Another Brexit Side-Effect: EU-Mexico Agreement May Be Delayed

Written by | Wednesday, July 13th, 2016

The Mexican government said that Brexit could potentially delay its planned update of the Global Agreement with the EU, although the upper chamber insisted that it wanted to have the deal finalized by the end of the current presidential term in 2018. The chamber has reaffirmed that while from Mexico’s point of view things have not changed, still if the United Kingdom indeed triggers Article 50, “the country should approach the negotiations aware that the bloc will not have the economic weight it once did”.

Mexico City also said that a draft treaty is ready, though both sides are unlikely to start working on a commercial agreement this year.  “Mexican companies will not be able to make decisions about their place in the country until at least 2017,” warned the Senate.
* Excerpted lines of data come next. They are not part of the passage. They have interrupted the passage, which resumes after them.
//! Pricing calculator for sets of parking intervals
//!
//! For every interval the calculator derives [`BillableUnits`], prices the
//! candidate tier combinations against a shared [`RateTable`], and keeps the
//! cheapest. Totals are accumulated as exact decimals per call; the
//! calculator itself holds no mutable state and can be reused freely.
//!
//! # Examples
//!
//! ```
//! use chrono::TimeZone;
//! use chrono_tz::Tz;
//! use parkcost_core::{Interval, RateTable};
//! use parkcost_pricing::PricingCalculator;
//! use rust_decimal::Decimal;
//! use std::sync::Arc;
//!
//! let table = Arc::new(RateTable::reference("GBP")?);
//! let calculator = PricingCalculator::new(table);
//!
//! let start = Tz::UTC.with_ymd_and_hms(2015, 9, 10, 14, 0, 0).unwrap();
//! let end = Tz::UTC.with_ymd_and_hms(2015, 9, 23, 14, 0, 0).unwrap();
//!
//! let total = calculator.calculate(&[Interval::new(start, end)])?;
//! assert_eq!(total, Decimal::from(40));
//! # Ok::<(), parkcost_core::PricingError>(())
//! ```

use crate::measures::BillableUnits;
use parkcost_core::error::{PricingError, Result};
use parkcost_core::{Interval, RateTable, Tier};
use rust_decimal::Decimal;
use smallvec::SmallVec;
use std::fmt;
use std::sync::Arc;
use tracing::debug;

/// Tier combination an interval ended up billed with
#[derive(Debug, Clone, Copy, PartialEq, Eq)]
pub enum TierChoice {
    /// Billable hours at the hourly rate
    Hourly,
    /// Billable days at the daily rate
    Daily,
    /// Full weeks at the weekly rate plus leftover days at the daily rate
    WeeksAndDays,
    /// Billable weeks, rounded up, at the weekly rate
    Weekly,
    /// A single month at the monthly rate
    SingleMonth,
    /// Crossed calendar months at the monthly rate
    Monthly,
}

impl fmt::Display for TierChoice {
    fn fmt(&self, f: &mut fmt::Formatter<'_>) -> fmt::Result {
        let label = match self {
            TierChoice::Hourly => "hourly",
            TierChoice::Daily => "daily",
            TierChoice::WeeksAndDays => "weeks+days",
            TierChoice::Weekly => "weekly",
            TierChoice::SingleMonth => "single month",
            TierChoice::Monthly => "monthly",
        };
        f.write_str(label)
    }
}

/// Price of one interval together with how it was derived
#[derive(Debug, Clone, PartialEq, Eq)]
pub struct IntervalQuote {
    pub interval: Interval,
    pub units: BillableUnits,
    pub choice: TierChoice,
    pub cost: Decimal,
}

/// Quotes for a whole set of intervals and their exact total
#[derive(Debug, Clone, Default, PartialEq, Eq)]
pub struct Quotation {
    pub quotes: Vec<IntervalQuote>,
    pub total: Decimal,
}

type Candidates = SmallVec<[(TierChoice, Decimal); 5]>;

/// Prices intervals against a rate table
///
/// The table is taken by `Arc` so one configured table can back any number
/// of calculators and concurrent calls.
#[derive(Debug, Clone)]
pub struct PricingCalculator {
    rate_table: Arc<RateTable>,
}

impl PricingCalculator {
    /// Create a new PricingCalculator over a fully built rate table
    pub fn new(rate_table: Arc<RateTable>) -> Self {
        Self { rate_table }
    }

    /// The rate table prices are read from
    pub fn rate_table(&self) -> &RateTable {
        &self.rate_table
    }

    /// Total cost of all intervals
    ///
    /// An empty slice costs zero.
    ///
    /// # Errors
    ///
    /// Fails as a whole, with no partial total, if a required tier is
    /// missing from the rate table or an amount overflows.
    pub fn calculate(&self, intervals: &[Interval]) -> Result<Decimal> {
        intervals.iter().try_fold(Decimal::ZERO, |total, interval| {
            let quote = self.quote(interval)?;
            total.checked_add(quote.cost).ok_or(PricingError::Overflow)
        })
    }

    /// Quote every interval and total them
    ///
    /// Same result as [`calculate`](Self::calculate), keeping the
    /// per-interval breakdown.
    pub fn calculate_quotes(&self, intervals: &[Interval]) -> Result<Quotation> {
        let mut quotation = Quotation {
            quotes: Vec::with_capacity(intervals.len()),
            total: Decimal::ZERO,
        };

        for interval in intervals {
            let quote = self.quote(interval)?;
            quotation.total = quotation
                .total
                .checked_add(quote.cost)
                .ok_or(PricingError::Overflow)?;
            quotation.quotes.push(quote);
        }

        debug!(
            "Priced {} intervals, total {}",
            quotation.quotes.len(),
            quotation.total
        );
        Ok(quotation)
    }

    /// Price a single interval
    pub fn quote(&self, interval: &Interval) -> Result<IntervalQuote> {
        let units = BillableUnits::from_interval(interval);
        let (choice, cost) = self.cheapest(&units)?;

        debug!(
            "Interval {}: {:?} billed {} at {}",
            interval, units, choice, cost
        );

        Ok(IntervalQuote {
            interval: *interval,
            units,
            choice,
            cost,
        })
    }

    /// Cheapest tier combination for already derived units
    ///
    /// Once a calendar month is crossed the monthly rate is used without
    /// comparing other tiers. Ties keep the earliest candidate, in the order
    /// hourly, daily, weeks+days, weekly, single month.
    pub fn cheapest(&self, units: &BillableUnits) -> Result<(TierChoice, Decimal)> {
        if units.months > 0 {
            return Ok((TierChoice::Monthly, self.cost(Tier::Monthly, units.months)?));
        }

        let candidates = self.candidates(units)?;
        let mut best = candidates[0];
        for &(choice, cost) in &candidates[1..] {
            if cost < best.1 {
                best = (choice, cost);
            }
        }

        Ok(best)
    }

    fn candidates(&self, units: &BillableUnits) -> Result<Candidates> {
        let mut candidates = Candidates::new();
        candidates.push((TierChoice::Hourly, self.cost(Tier::Hourly, units.hours)?));

        if units.days > 0 {
            candidates.push((TierChoice::Daily, self.cost(Tier::Daily, units.days)?));

            let leftover_days = self.cost(Tier::Daily, units.days % 7)?;
            let full_weeks = self.cost(Tier::Weekly, units.days / 7)?;
            let mixed = leftover_days
                .checked_add(full_weeks)
                .ok_or(PricingError::Overflow)?;
            candidates.push((TierChoice::WeeksAndDays, mixed));
        }

        if units.weeks > 0 {
            candidates.push((TierChoice::Weekly, self.cost(Tier::Weekly, units.weeks)?));
            candidates.push((TierChoice::SingleMonth, self.cost(Tier::Monthly, 1)?));
        }

        Ok(candidates)
    }

    fn cost(&self, tier: Tier, units: i64) -> Result<Decimal> {
        self.rate_table.rate(tier)?.cost_for(units)
    }
}
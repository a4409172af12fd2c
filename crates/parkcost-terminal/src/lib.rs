//! Terminal output formatting for parkcost
//!
//! This crate provides the plain-text, table and JSON renderings of a
//! priced set of intervals.

pub mod output;

pub use output::{JsonFormatter, OutputFormatter, TableFormatter, get_formatter};
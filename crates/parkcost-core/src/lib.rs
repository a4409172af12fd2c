//! Core types, rate tables, and error handling for parkcost
//!
//! This crate provides the foundational value types (intervals and rates),
//! the immutable rate registry, timezone configuration, and the error
//! taxonomy shared by all other parkcost crates.

pub mod error;
pub mod rate;
pub mod rate_table;
pub mod timezone;
pub mod types;

// Re-export commonly used types
pub use error::{PricingError, Result};
pub use rate::{MONETARY_SCALE, Rate, RateDefinition};
pub use rate_table::RateTable;
pub use timezone::TimezoneConfig;
pub use types::{Interval, Tier};
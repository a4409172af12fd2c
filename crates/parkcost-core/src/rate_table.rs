//! Immutable registry of rates keyed by tier name
//!
//! A [`RateTable`] is built once from configuration and is read-only
//! afterwards, so a single table can be shared by reference (or `Arc`)
//! across any number of calculations.

use crate::error::{PricingError, Result};
use crate::rate::{Rate, RateDefinition};
use crate::types::Tier;
use std::collections::HashMap;
use tracing::debug;

/// Registry of rates, unique by tier name
///
/// # Examples
///
/// ```
/// use parkcost_core::{Rate, RateTable, Tier};
///
/// let table = RateTable::new(vec![
///     Rate::new("hourly", "2", "GBP")?,
///     Rate::new("daily", "5", "GBP")?,
/// ])?;
///
/// assert_eq!(table.len(), 2);
/// assert_eq!(table.rate(Tier::Daily)?.tier(), "daily");
/// assert!(table.lookup("monthly").is_err());
/// # Ok::<(), parkcost_core::PricingError>(())
/// ```
#[derive(Debug, Clone, Default)]
pub struct RateTable {
    /// Rates in the order they were supplied
    rates: Vec<Rate>,
    /// Tier name to position in `rates`
    index: HashMap<String, usize>,
}

impl RateTable {
    /// Build a table from already constructed rates
    ///
    /// # Errors
    ///
    /// Returns [`PricingError::DuplicateRate`] if two rates share a tier
    /// name. No table is produced in that case.
    pub fn new(rates: impl IntoIterator<Item = Rate>) -> Result<Self> {
        let mut table = Self::default();
        for rate in rates {
            table.insert(rate)?;
        }
        debug!("Built rate table with {} tiers", table.len());
        Ok(table)
    }

    /// Build a table from raw configuration entries
    ///
    /// Entries are validated in order; the first malformed entry fails with
    /// [`PricingError::Configuration`] and the first repeated tier with
    /// [`PricingError::DuplicateRate`].
    pub fn from_definitions(definitions: impl IntoIterator<Item = RateDefinition>) -> Result<Self> {
        let mut table = Self::default();
        for definition in definitions {
            table.insert(Rate::try_from(definition)?)?;
        }
        debug!("Built rate table with {} tiers", table.len());
        Ok(table)
    }

    /// The reference tariff: hourly 2, daily 5, weekly 20, monthly 70
    pub fn reference(currency_code: &str) -> Result<Self> {
        Self::from_definitions([
            RateDefinition::new(Tier::Hourly.as_str(), "2", currency_code),
            RateDefinition::new(Tier::Daily.as_str(), "5", currency_code),
            RateDefinition::new(Tier::Weekly.as_str(), "20", currency_code),
            RateDefinition::new(Tier::Monthly.as_str(), "70", currency_code),
        ])
    }

    fn insert(&mut self, rate: Rate) -> Result<()> {
        if self.index.contains_key(rate.tier()) {
            return Err(PricingError::DuplicateRate(rate.tier().to_string()));
        }
        self.index.insert(rate.tier().to_string(), self.rates.len());
        self.rates.push(rate);
        Ok(())
    }

    /// Look up a rate by tier name
    ///
    /// # Errors
    ///
    /// Returns [`PricingError::RateNotFound`] if the tier is absent.
    pub fn lookup(&self, tier: &str) -> Result<&Rate> {
        self.index
            .get(tier)
            .map(|&position| &self.rates[position])
            .ok_or_else(|| PricingError::RateNotFound(tier.to_string()))
    }

    /// Look up one of the standard tiers
    pub fn rate(&self, tier: Tier) -> Result<&Rate> {
        self.lookup(tier.as_str())
    }

    /// Number of rates in the table
    pub fn len(&self) -> usize {
        self.rates.len()
    }

    /// Whether the table has no rates
    pub fn is_empty(&self) -> bool {
        self.rates.is_empty()
    }

    /// Iterate over the rates in insertion order
    pub fn iter(&self) -> impl Iterator<Item = &Rate> {
        self.rates.iter()
    }

    /// Currency shared by every rate, `None` if empty or mixed
    pub fn currency_code(&self) -> Option<&str> {
        let first = self.rates.first()?.currency_code();
        self.rates
            .iter()
            .all(|rate| rate.currency_code() == first)
            .then_some(first)
    }
}
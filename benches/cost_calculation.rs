use chrono::{Duration, TimeZone};
use chrono_tz::Tz;
use criterion::{Criterion, criterion_group, criterion_main};
use std::hint::black_box;
use parkcost::{BillableUnits, Interval, PricingCalculator, RateTable};
use std::sync::Arc;

fn create_test_intervals(count: usize) -> Vec<Interval> {
    let base = Tz::UTC.with_ymd_and_hms(2015, 1, 1, 0, 0, 0).unwrap();
    (0..count)
        .map(|i| {
            let start = base + Duration::hours(i as i64 * 7);
            // Mix of hour, day, week and month length sessions
            let length = match i % 4 {
                0 => Duration::hours(3),
                1 => Duration::days(2),
                2 => Duration::days(16),
                _ => Duration::days(70),
            };
            Interval::new(start, start + length)
        })
        .collect()
}

fn benchmark_cost_calculation(c: &mut Criterion) {
    let mut group = c.benchmark_group("cost_calculation");
    let calculator = PricingCalculator::new(Arc::new(RateTable::reference("GBP").unwrap()));

    group.bench_function("billable_units", |b| {
        let interval = create_test_intervals(3).remove(2);
        b.iter(|| BillableUnits::from_interval(black_box(&interval)));
    });

    group.bench_function("quote_single_interval", |b| {
        let interval = create_test_intervals(3).remove(2);
        b.iter(|| calculator.quote(black_box(&interval)).unwrap());
    });

    for count in [10, 1_000, 100_000] {
        let intervals = create_test_intervals(count);
        group.bench_function(format!("calculate_{count}_intervals"), |b| {
            b.iter(|| calculator.calculate(black_box(&intervals)).unwrap());
        });
    }

    group.finish();
}

criterion_group!(benches, benchmark_cost_calculation);
criterion_main!(benches);
//! Dependency-token to compiler flag resolution.
//!
//! Two rule kinds contribute additively: link rules append literal flags,
//! package rules ask a [`FlagProvider`] for compile then link flags. A provider
//! failure drops that rule's flags and is reported back as a diagnostic; it never
//! stops the remaining rules from being evaluated.

use std::sync::Arc;
use tracing::{debug, warn};

use crate::error::{ProviderError, ProviderResult};
use crate::provider::{FlagProvider, FlagQuery};
use crate::rules::{FlagRule, RuleAction, RuleTable};

/// Ordered flags passed to the compiler after the mandatory arguments.
/// Never de-duplicated.
#[derive(Debug, Clone, Default, PartialEq, Eq)]
pub struct FlagSet(Vec<String>);

impl FlagSet {
    pub fn new() -> Self {
        Self::default()
    }

    pub fn extend<I: IntoIterator<Item = String>>(&mut self, flags: I) {
        self.0.extend(flags);
    }

    pub fn as_slice(&self) -> &[String] {
        &self.0
    }

    pub fn is_empty(&self) -> bool {
        self.0.is_empty()
    }

    pub fn len(&self) -> usize {
        self.0.len()
    }

    /// Space-joined form used in the report.
    pub fn joined(&self) -> String {
        self.0.join(" ")
    }
}

impl From<Vec<String>> for FlagSet {
    fn from(flags: Vec<String>) -> Self {
        Self(flags)
    }
}

/// A package rule whose flags could not be obtained.
#[derive(Debug, Clone, PartialEq, Eq)]
pub struct ToolResolutionFailure {
    pub rule: String,
    pub package: String,
    pub error: ProviderError,
}

/// Outcome of resolving one file's tokens.
#[derive(Debug, Clone, Default)]
pub struct Resolution {
    pub flags: FlagSet,
    /// Names of the rules that fired, in evaluation order.
    pub fired: Vec<String>,
    pub failures: Vec<ToolResolutionFailure>,
}

/// Maps dependency tokens to a [`FlagSet`] using a [`RuleTable`].
#[derive(Clone)]
pub struct FlagResolver {
    table: RuleTable,
    provider: Arc<dyn FlagProvider>,
}

impl FlagResolver {
    pub fn new(table: RuleTable, provider: Arc<dyn FlagProvider>) -> Self {
        Self { table, provider }
    }

    pub fn table(&self) -> &RuleTable {
        &self.table
    }

    /// Resolve flags for `tokens`. `content` enables content-marker rules; pass
    /// `None` when the source text could not be read.
    pub async fn resolve(&self, tokens: &[String], content: Option<&str>) -> Resolution {
        let mut resolution = Resolution::default();

        for rule in self.table.in_priority_order() {
            if !rule.fires(tokens, content) {
                continue;
            }
            resolution.fired.push(rule.name.clone());

            match &rule.action {
                RuleAction::Link { flags } => {
                    resolution.flags.extend(flags.iter().cloned());
                }
                RuleAction::Package { package } => match self.query_package(package).await {
                    Ok(flags) => {
                        debug!(rule = %rule.name, package = %package, ?flags, "package flags resolved");
                        resolution.flags.extend(flags);
                    }
                    Err(error) => {
                        warn!(rule = %rule.name, package = %package, error = %error, "package flags unavailable");
                        resolution.failures.push(failure(rule, package, error));
                    }
                },
            }
        }

        resolution
    }

    /// Compile flags followed by link flags; all or nothing.
    async fn query_package(&self, package: &str) -> ProviderResult<Vec<String>> {
        let mut flags = self.provider.query(package, FlagQuery::Compile).await?;
        flags.extend(self.provider.query(package, FlagQuery::Link).await?);
        Ok(flags)
    }
}

fn failure(rule: &FlagRule, package: &str, error: ProviderError) -> ToolResolutionFailure {
    ToolResolutionFailure {
        rule: rule.name.clone(),
        package: package.to_string(),
        error,
    }
}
The Mexican government also added that “the promise to double British exports over four years remains in doubt, as it is uncertain whether the UK will retain its status at Mexico’s sixth most important partner after it leaves”. The document published by the Gilberto Bosques Centre of International Studies, which analyzed the repercussions of the Brexit referendum, insists that “the key conclusion” is that “the benefits of globalization reach all citizens and do not just stagnate with the elites and the cities”. The paper also concluded that there was no coincidence that there was a connection between how different regions of the UK voted.

Mexico was the first Latin American country to sign a partnership agreement with the EU. The “EU-Mexico Economic Partnership, Political Coordination and Cooperation Agreement”, finalized in 1997, entered into force in 2000 and established a free trade area (FTA) between the two parties. The EU is Mexico’s second biggest export market after the USA, and Mexico’s third largest source of imports after the United States and China.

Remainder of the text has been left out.